UNCTAD predicts $3.4 trillion in debt for developing countries amid Covid-19

Repayments by developing countries on their public external debt alone will climb between $2.6 trillion and $3.4 trillion in 2020 and 2021, the United Nations Conference on Trade and Development (UNCTAD) has said in a new report while calling for a global debt deal to prevent the Covid-19 pandemic from spreading economic disaster.
“The international community should urgently take more action to relieve the mounting financial pressure that debt payment is placing on developing countries as they grapple with the economic shock of Covid-19,” the secretary said. General of UNCTAD, Mukhisa Kituyi, during the release of the report titled ‘From Great Lockdown to Great Merger. ‘
The world is facing an unprecedented health and economic emergency due to the new coronavirus disease, according to the report. It is developing countries, however, that will be hardest hit with a wall of debt service repayments throughout the 2020s.

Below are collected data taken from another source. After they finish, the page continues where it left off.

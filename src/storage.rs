use std::path::{Path, PathBuf};

use anyhow::{Context, Result};
use chrono::{Duration, Utc};
use serde::{Deserialize, Serialize};
use tracing::{info, warn};

use crate::models::SessionRecord;

/// Storage configuration: where sessions live and how long they are kept.
#[derive(Debug, Clone, Serialize, Deserialize)]
#[serde(default)]
pub struct StorageConfig {
    pub root: PathBuf,
    pub retention_days: i64,
}

impl Default for StorageConfig {
    fn default() -> Self {
        Self {
            root: PathBuf::from("local_storage"),
            retention_days: 90,
        }
    }
}

/// The artifacts a session can own. Each is a single text file in the
/// session directory, owned exclusively by that session.
#[derive(Debug, Clone, Copy, PartialEq, Eq)]
pub enum ArtifactKind {
    RawTranscript,
    PolishedTranscript,
    ExtractedEntities,
    ClinicalNote,
}

impl ArtifactKind {
    pub fn file_name(&self) -> &'static str {
        match self {
            ArtifactKind::RawTranscript => "raw_transcript.txt",
            ArtifactKind::PolishedTranscript => "polished_transcript.txt",
            ArtifactKind::ExtractedEntities => "extracted_entities.txt",
            ArtifactKind::ClinicalNote => "clinical_note.txt",
        }
    }
}

const METADATA_FILE: &str = "metadata.json";

/// Filesystem-backed session store. Owns artifact persistence and the
/// retention policy; the coordinator hands artifacts over as stages finish
/// so partial work survives a failed session.
pub struct SessionStore {
    config: StorageConfig,
    sessions_dir: PathBuf,
}

impl SessionStore {
    pub fn new(config: StorageConfig) -> Result<Self> {
        let sessions_dir = config.root.join("sessions");
        std::fs::create_dir_all(&sessions_dir)
            .with_context(|| format!("failed to create sessions directory: {sessions_dir:?}"))?;
        Ok(Self {
            config,
            sessions_dir,
        })
    }

    pub fn session_dir(&self, session_id: &str) -> PathBuf {
        self.sessions_dir.join(session_id)
    }

    /// Persist one artifact for a session, creating the session directory
    /// on first use.
    pub fn persist(&self, session_id: &str, kind: ArtifactKind, content: &str) -> Result<PathBuf> {
        let dir = self.session_dir(session_id);
        std::fs::create_dir_all(&dir)
            .with_context(|| format!("failed to create session directory: {dir:?}"))?;
        let path = dir.join(kind.file_name());
        std::fs::write(&path, content)
            .with_context(|| format!("failed to write artifact: {path:?}"))?;
        Ok(path)
    }

    /// Write the session's metadata envelope. Called once at the end of a
    /// session (whatever its terminal status) and overwrites any previous
    /// envelope.
    pub fn record_metadata(&self, record: &SessionRecord) -> Result<PathBuf> {
        let dir = self.session_dir(&record.session_id);
        std::fs::create_dir_all(&dir)
            .with_context(|| format!("failed to create session directory: {dir:?}"))?;
        let path = dir.join(METADATA_FILE);
        let file = std::fs::File::create(&path)
            .with_context(|| format!("failed to create metadata file: {path:?}"))?;
        serde_json::to_writer_pretty(file, record).context("failed to write session metadata")?;
        Ok(path)
    }

    pub fn load_metadata(&self, session_id: &str) -> Result<SessionRecord> {
        let path = self.session_dir(session_id).join(METADATA_FILE);
        let content = std::fs::read_to_string(&path)
            .with_context(|| format!("failed to read metadata: {path:?}"))?;
        serde_json::from_str(&content).context("failed to parse session metadata")
    }

    /// Delete sessions whose metadata is older than the retention window.
    /// Sessions without readable metadata are left alone rather than
    /// guessed at. Returns the number of sessions removed.
    pub fn purge_old_sessions(&self) -> Result<usize> {
        let cutoff = Utc::now() - Duration::days(self.config.retention_days);
        let mut removed = 0;

        for entry in std::fs::read_dir(&self.sessions_dir)
            .with_context(|| format!("failed to list sessions: {:?}", self.sessions_dir))?
        {
            let entry = entry?;
            if !entry.path().is_dir() {
                continue;
            }
            let session_id = entry.file_name().to_string_lossy().to_string();
            let record = match self.load_metadata(&session_id) {
                Ok(record) => record,
                Err(e) => {
                    warn!(%session_id, "Skipping session with unreadable metadata: {e:#}");
                    continue;
                }
            };
            if record.created_at < cutoff {
                std::fs::remove_dir_all(entry.path())
                    .with_context(|| format!("failed to remove session: {:?}", entry.path()))?;
                removed += 1;
            }
        }

        if removed > 0 {
            info!(removed, "Retention purge complete");
        }
        Ok(removed)
    }

    pub fn root(&self) -> &Path {
        &self.config.root
    }
}
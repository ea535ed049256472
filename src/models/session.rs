use chrono::{DateTime, Utc};
use serde::{Deserialize, Serialize};

/// The four pipeline stages, in execution order.
#[derive(Debug, Clone, Copy, PartialEq, Eq, Serialize, Deserialize)]
#[serde(rename_all = "snake_case")]
pub enum StageKind {
    /// Deterministic terminology correction (no model call).
    Correct,
    /// LLM verbatim-correction pass.
    Polish,
    /// Pass 1: clinical entity extraction.
    Extract,
    /// Pass 2: synthesis into the four-section note.
    Synthesize,
}

impl std::fmt::Display for StageKind {
    fn fmt(&self, f: &mut std::fmt::Formatter<'_>) -> std::fmt::Result {
        let name = match self {
            StageKind::Correct => "correct",
            StageKind::Polish => "polish",
            StageKind::Extract => "extract",
            StageKind::Synthesize => "synthesize",
        };
        write!(f, "{name}")
    }
}

/// Explicit per-stage state machine. Makes the single-retry contract
/// auditable without reconstructing it from nested error handling.
#[derive(Debug, Clone, Copy, PartialEq, Eq, Serialize, Deserialize)]
#[serde(rename_all = "snake_case")]
pub enum StageState {
    NotStarted,
    InFlight,
    /// First attempt failed with a retryable condition; one more attempt
    /// is permitted.
    RetryPending,
    Succeeded,
    Failed,
    /// Never started because an earlier stage failed or the session was
    /// cancelled.
    Skipped,
}

/// Timing and model-identity record for one stage of one session.
#[derive(Debug, Clone, Serialize, Deserialize)]
pub struct StageMetadata {
    pub stage: StageKind,
    pub state: StageState,
    /// Model identifier, if the stage invoked one. The correction stage
    /// never does.
    pub model_used: Option<String>,
    pub duration_ms: u64,
    /// Number of model invocations made (1 normally, 2 after a retry).
    pub attempts: u32,
}

impl StageMetadata {
    pub fn skipped(stage: StageKind) -> Self {
        Self {
            stage,
            state: StageState::Skipped,
            model_used: None,
            duration_ms: 0,
            attempts: 0,
        }
    }
}

/// Terminal status of a session.
#[derive(Debug, Clone, Copy, PartialEq, Eq, Serialize, Deserialize)]
#[serde(rename_all = "snake_case")]
pub enum SessionStatus {
    Completed,
    Failed,
    Cancelled,
}

/// Metadata envelope persisted alongside a session's artifacts.
/// Artifacts are appended as stages complete; the record itself is deleted
/// only by the retention policy.
#[derive(Debug, Clone, Serialize, Deserialize)]
pub struct SessionRecord {
    pub session_id: String,
    pub status: SessionStatus,
    pub created_at: DateTime<Utc>,
    pub stages: Vec<StageMetadata>,
    /// Relative artifact file names present in the session directory.
    pub artifacts: Vec<String>,
    /// Failure description when status is `failed`.
    #[serde(skip_serializing_if = "Option::is_none")]
    pub failure: Option<String>,
}

impl SessionRecord {
    pub fn new(session_id: impl Into<String>) -> Self {
        Self {
            session_id: session_id.into(),
            status: SessionStatus::Failed,
            created_at: Utc::now(),
            stages: Vec::new(),
            artifacts: Vec::new(),
            failure: None,
        }
    }

    /// Models used across all stages, deduplicated, in stage order.
    pub fn models_used(&self) -> Vec<String> {
        let mut models = Vec::new();
        for stage in &self.stages {
            if let Some(model) = &stage.model_used {
                if !models.contains(model) {
                    models.push(model.clone());
                }
            }
        }
        models
    }

    /// A session is complete only when every stage succeeded in sequence.
    pub fn all_stages_succeeded(&self) -> bool {
        self.stages.len() == 4 && self.stages.iter().all(|s| s.state == StageState::Succeeded)
    }
}
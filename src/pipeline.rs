use std::sync::Arc;
use std::sync::atomic::{AtomicBool, Ordering};

use tokio::sync::Mutex;
use tracing::{info, warn};
use uuid::Uuid;

use crate::config::AppConfig;
use crate::corrector::TermCorrector;
use crate::error::PipelineError;
use crate::llm::TextModel;
use crate::models::{
    ClinicalNote, RawTranscript, SessionRecord, SessionStatus, StageKind, StageMetadata,
};
use crate::stages::{
    ExtractConfig, PolishConfig, SynthesizeConfig, execute_correct, execute_extract,
    execute_polish, execute_synthesize,
};
use crate::storage::{ArtifactKind, SessionStore};

/// Cooperative cancellation flag, checked between stages. Mid-call
/// cancellation of a model invocation is not guaranteed by the service,
/// so an in-flight stage always runs to completion.
#[derive(Clone, Default)]
pub struct CancelToken {
    flag: Arc<AtomicBool>,
}

impl CancelToken {
    pub fn new() -> Self {
        Self::default()
    }

    pub fn cancel(&self) {
        self.flag.store(true, Ordering::SeqCst);
    }

    pub fn is_cancelled(&self) -> bool {
        self.flag.load(Ordering::SeqCst)
    }
}

/// Successful pipeline run: the note plus the full session record.
#[derive(Debug)]
pub struct PipelineSuccess {
    pub session_id: String,
    pub note: ClinicalNote,
    pub record: SessionRecord,
}

/// Failed or cancelled run. Carries whatever stage metadata was collected;
/// artifacts produced before the failure are already persisted.
#[derive(Debug)]
pub struct PipelineFailure {
    pub session_id: String,
    pub error: PipelineError,
    pub record: SessionRecord,
}

/// Sequences correct → polish → extract → synthesize for one dictation.
///
/// The model service is a single local process with its own internal
/// queuing; an async mutex serializes this coordinator's in-flight calls so
/// two sessions never interleave prompts through one connection. The rule
/// table is read-only and shared without locking.
pub struct Pipeline {
    corrector: TermCorrector,
    model: Arc<dyn TextModel>,
    model_lock: Mutex<()>,
    polish_config: PolishConfig,
    extract_config: ExtractConfig,
    synthesize_config: SynthesizeConfig,
    store: SessionStore,
}

impl Pipeline {
    pub fn new(
        corrector: TermCorrector,
        model: Arc<dyn TextModel>,
        config: &AppConfig,
        store: SessionStore,
    ) -> Self {
        Self {
            corrector,
            model,
            model_lock: Mutex::new(()),
            polish_config: config.polish.clone(),
            extract_config: config.extract.clone(),
            synthesize_config: config.synthesize.clone(),
            store,
        }
    }

    /// Run the full pipeline for one raw transcript.
    ///
    /// Any stage failure aborts the remaining stages; artifacts already
    /// produced stay persisted so no work is silently discarded. A session
    /// record is written in every terminal state.
    pub async fn run(
        &self,
        raw: &RawTranscript,
        cancel: &CancelToken,
    ) -> Result<PipelineSuccess, PipelineFailure> {
        let session_id = Uuid::new_v4().to_string();
        let mut record = SessionRecord::new(session_id.clone());
        info!(%session_id, "Pipeline started");

        if let Err(e) = self.persist(&mut record, ArtifactKind::RawTranscript, &raw.text) {
            return Err(self.finalize_failure(record, e));
        }

        // Stage 0: terminology correction. Pure, never blocks.
        if cancel.is_cancelled() {
            return Err(self.cancelled(record, StageKind::Correct));
        }
        let corrected = execute_correct(&self.corrector, &raw.text);
        record.stages.push(corrected.metadata.clone());

        // Stage 1: polish.
        if cancel.is_cancelled() {
            return Err(self.cancelled(record, StageKind::Polish));
        }
        let polished = {
            let _guard = self.model_lock.lock().await;
            execute_polish(self.model.as_ref(), &self.polish_config, &corrected.corrected).await
        };
        let polished = match polished {
            Ok(result) => {
                record.stages.push(result.metadata.clone());
                result.transcript
            }
            Err((error, metadata)) => {
                record.stages.push(metadata);
                return Err(self.aborted(record, StageKind::Polish, error));
            }
        };
        if let Err(e) = self.persist(
            &mut record,
            ArtifactKind::PolishedTranscript,
            &polished.polished_text,
        ) {
            return Err(self.finalize_failure(record, e));
        }

        // Stage 2: extraction (Pass 1).
        if cancel.is_cancelled() {
            return Err(self.cancelled(record, StageKind::Extract));
        }
        let extracted = {
            let _guard = self.model_lock.lock().await;
            execute_extract(
                self.model.as_ref(),
                &self.extract_config,
                &polished.polished_text,
            )
            .await
        };
        let extracted = match extracted {
            Ok(result) => {
                record.stages.push(result.metadata.clone());
                result.entities
            }
            Err((error, metadata)) => {
                record.stages.push(metadata);
                return Err(self.aborted(record, StageKind::Extract, error));
            }
        };
        if let Err(e) = self.persist(&mut record, ArtifactKind::ExtractedEntities, &extracted.text)
        {
            return Err(self.finalize_failure(record, e));
        }

        // Stage 3: synthesis (Pass 2).
        if cancel.is_cancelled() {
            return Err(self.cancelled(record, StageKind::Synthesize));
        }
        let synthesized = {
            let _guard = self.model_lock.lock().await;
            execute_synthesize(
                self.model.as_ref(),
                &self.synthesize_config,
                &polished.polished_text,
                &extracted.text,
            )
            .await
        };
        let note = match synthesized {
            Ok(result) => {
                record.stages.push(result.metadata.clone());
                result.note
            }
            Err((error, metadata)) => {
                record.stages.push(metadata);
                return Err(self.aborted(record, StageKind::Synthesize, error));
            }
        };
        if let Err(e) = self.persist(&mut record, ArtifactKind::ClinicalNote, &note.render()) {
            return Err(self.finalize_failure(record, e));
        }

        record.status = SessionStatus::Completed;
        if let Err(e) = self.store.record_metadata(&record) {
            return Err(self.finalize_failure(record, PipelineError::Other(e)));
        }
        info!(%session_id, "Pipeline completed");
        Ok(PipelineSuccess {
            session_id,
            note,
            record,
        })
    }

    fn persist(
        &self,
        record: &mut SessionRecord,
        kind: ArtifactKind,
        content: &str,
    ) -> Result<(), PipelineError> {
        self.store
            .persist(&record.session_id, kind, content)
            .map_err(PipelineError::Other)?;
        record.artifacts.push(kind.file_name().to_string());
        Ok(())
    }

    /// Mark remaining stages skipped, record the cancellation, and write
    /// the session record. No ClinicalNote exists for a cancelled session.
    fn cancelled(&self, mut record: SessionRecord, next_stage: StageKind) -> PipelineFailure {
        warn!(
            session_id = %record.session_id,
            next_stage = %next_stage,
            "Session cancelled before next stage"
        );
        push_skipped_from(&mut record, next_stage);
        record.status = SessionStatus::Cancelled;
        self.finalize(record, PipelineError::Cancelled)
    }

    /// A stage escalated a failure: skip the rest and finalize.
    fn aborted(
        &self,
        mut record: SessionRecord,
        failed_stage: StageKind,
        error: PipelineError,
    ) -> PipelineFailure {
        warn!(
            session_id = %record.session_id,
            stage = %failed_stage,
            error = %error,
            "Stage failed, aborting remaining pipeline"
        );
        if let Some(next) = next_stage(failed_stage) {
            push_skipped_from(&mut record, next);
        }
        record.status = SessionStatus::Failed;
        self.finalize(record, error)
    }

    fn finalize_failure(&self, mut record: SessionRecord, error: PipelineError) -> PipelineFailure {
        record.status = SessionStatus::Failed;
        self.finalize(record, error)
    }

    fn finalize(&self, mut record: SessionRecord, error: PipelineError) -> PipelineFailure {
        if !matches!(error, PipelineError::Cancelled) {
            record.failure = Some(error.to_string());
        }
        if let Err(e) = self.store.record_metadata(&record) {
            warn!(
                session_id = %record.session_id,
                "Failed to write session record: {e:#}"
            );
        }
        PipelineFailure {
            session_id: record.session_id.clone(),
            error,
            record,
        }
    }
}

/// Stage following `stage` in execution order.
fn next_stage(stage: StageKind) -> Option<StageKind> {
    match stage {
        StageKind::Correct => Some(StageKind::Polish),
        StageKind::Polish => Some(StageKind::Extract),
        StageKind::Extract => Some(StageKind::Synthesize),
        StageKind::Synthesize => None,
    }
}

/// Append Skipped records for `from` and every stage after it.
fn push_skipped_from(record: &mut SessionRecord, from: StageKind) {
    let mut stage = Some(from);
    while let Some(current) = stage {
        record.stages.push(StageMetadata::skipped(current));
        stage = next_stage(current);
    }
}
use std::time::Instant;

use serde::{Deserialize, Serialize};
use tracing::info;

use crate::error::PipelineError;
use crate::llm::{GenerationRequest, TextModel, build_extraction_prompt, default_stop_sequences};
use crate::models::{ExtractedEntities, StageKind, StageMetadata};
use crate::stages::{begin_stage, fail_stage, finish_stage, generate_with_policy};

/// Configuration for the extraction pass (Pass 1 of the summarizer).
#[derive(Debug, Clone, Serialize, Deserialize)]
#[serde(default)]
pub struct ExtractConfig {
    /// Model identity tuned for summarization.
    pub model: String,
    #[serde(default)]
    pub fallback_model: Option<String>,
    pub temperature: f64,
    pub max_tokens: u32,
}

impl Default for ExtractConfig {
    fn default() -> Self {
        Self {
            model: "medllama2".to_string(),
            fallback_model: None,
            temperature: 0.1,
            max_tokens: 800,
        }
    }
}

/// Result of the extraction pass.
#[derive(Debug)]
pub struct ExtractResult {
    pub entities: ExtractedEntities,
    pub metadata: StageMetadata,
}

/// Execute stage 2: clinical entity extraction (Pass 1).
///
/// Output is an intermediate artifact with prompt-level structure only; no
/// schema is validated here. Splitting extraction from synthesis forces the
/// model to commit to a factual inventory before formatting it.
pub async fn execute_extract(
    model: &dyn TextModel,
    config: &ExtractConfig,
    polished_text: &str,
) -> std::result::Result<ExtractResult, (PipelineError, StageMetadata)> {
    let started = Instant::now();
    let mut metadata = begin_stage(StageKind::Extract);

    if polished_text.trim().is_empty() {
        fail_stage(&mut metadata, started);
        return Err((
            PipelineError::EmptyInput {
                stage: StageKind::Extract,
            },
            metadata,
        ));
    }

    let request = GenerationRequest {
        model: config.model.clone(),
        prompt: build_extraction_prompt(polished_text),
        temperature: config.temperature,
        max_tokens: Some(config.max_tokens),
        stop: default_stop_sequences(),
    };

    let extracted = match generate_with_policy(
        model,
        &request,
        config.fallback_model.as_deref(),
        &mut metadata,
    )
    .await
    {
        Ok(text) => text,
        Err(e) => {
            fail_stage(&mut metadata, started);
            return Err((e, metadata));
        }
    };

    finish_stage(&mut metadata, started);
    info!(
        model = metadata.model_used.as_deref().unwrap_or("?"),
        attempts = metadata.attempts,
        duration_ms = metadata.duration_ms,
        extracted_chars = extracted.len(),
        "Stage 2: extraction complete"
    );

    let model_used = metadata
        .model_used
        .clone()
        .unwrap_or_else(|| config.model.clone());
    Ok(ExtractResult {
        entities: ExtractedEntities {
            text: extracted,
            model_used,
        },
        metadata,
    })
}
pub mod config;
pub mod corrector;
pub mod error;
pub mod llm;
pub mod models;
pub mod pipeline;
pub mod stages;
pub mod storage;

pub use config::AppConfig;
pub use corrector::{CorrectionRule, RuleSpec, TermCorrector};
pub use error::{PipelineError, Result};
pub use llm::{GenerationRequest, OllamaClient, OllamaConfig, TextModel};
pub use models::{
    ClinicalNote, ExtractedEntities, PolishedTranscript, RawTranscript, SENTINEL, SessionRecord,
    SessionStatus, StageKind, StageMetadata, StageState,
};
pub use pipeline::{CancelToken, Pipeline, PipelineFailure, PipelineSuccess};
pub use stages::{
    ExtractConfig, PolishConfig, SynthesizeConfig, execute_correct, execute_extract,
    execute_polish, execute_synthesize,
};
pub use storage::{ArtifactKind, SessionStore, StorageConfig};
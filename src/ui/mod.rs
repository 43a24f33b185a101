// src/ui/mod.rs
//! UI module - menu texts and console input/output.

pub mod menu;
pub mod prompt;

pub use prompt::Console;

In 2020 and 2021 alone, repayments of their public external debt are estimated at nearly $3.4 trillion – between $2 trillion and $2.3 trillion in high-income developing countries and between $666 billion and $1.06 trillion dollars in middle- and low-income countries.
The financial turmoil of the crisis triggered record portfolio capital outflows from emerging economies and steep currency devaluations in developing countries, making servicing their debts more onerous, according to the report.
Countries will struggle to repay their debt on time – the crisis will trigger record outflows of portfolio capital from emerging economies and steep currency devaluations in developing countries, the report says.
“Recent appeals for international solidarity go in the right direction,” said Richard Kozul Wright, director of UNCTAD’s Globalization Division which produced the report, “but have so far provided little tangible support for developing countries as they tackle the immediate impacts of the pandemic and its economic fallout.”
The reports called for automatic temporary freezes, debt relief and program restructuring, as well as an international developing country debt authority to provide macroeconomic “respite” for all stricken developing countries. by the crisis.
On March 30, UNCTAD called for a $2.5 trillion coronavirus program for developing countries. Even before the Covid-19 crisis, many of these countries were facing high and growing shares of their government revenue going to debt repayment, health and social spending cuts.